■ Prompt
Copy every line in the records below that contains the word "entity".

Data provided section start

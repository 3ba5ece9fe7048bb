//! Identifier pool, component arenas, relational index, and context for Relic.
//!
//! This crate provides:
//! - [`IdPool`] - Recycling allocator of dense identifiers with smallest-first reuse
//! - [`EntityTable`] - Live-entity tracking with batch allocation
//! - [`ComponentArena`] - Type-erased per-component-type storage
//! - [`RelationalIndex`] - Bidirectional entity↔component index with cached selections
//! - [`Context`] - Composition root owning all of the above

#![warn(missing_docs)]
#![warn(clippy::all)]
#![warn(clippy::pedantic)]

mod arena;
mod context;
mod entity;
mod id_pool;
mod index;

pub use arena::{ComponentArena, ConstructFn, DestroyFn, StorageParams};
pub use context::Context;
pub use entity::EntityTable;
pub use id_pool::IdPool;
pub use index::{RelationalIndex, Selection};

Data provided section end

■ Response area
//! - [`EntityTable`] - Live-entity tracking with batch allocation
//! - [`RelationalIndex`] - Bidirectional entity↔component index with cached selections
mod entity;
pub use entity::EntityTable;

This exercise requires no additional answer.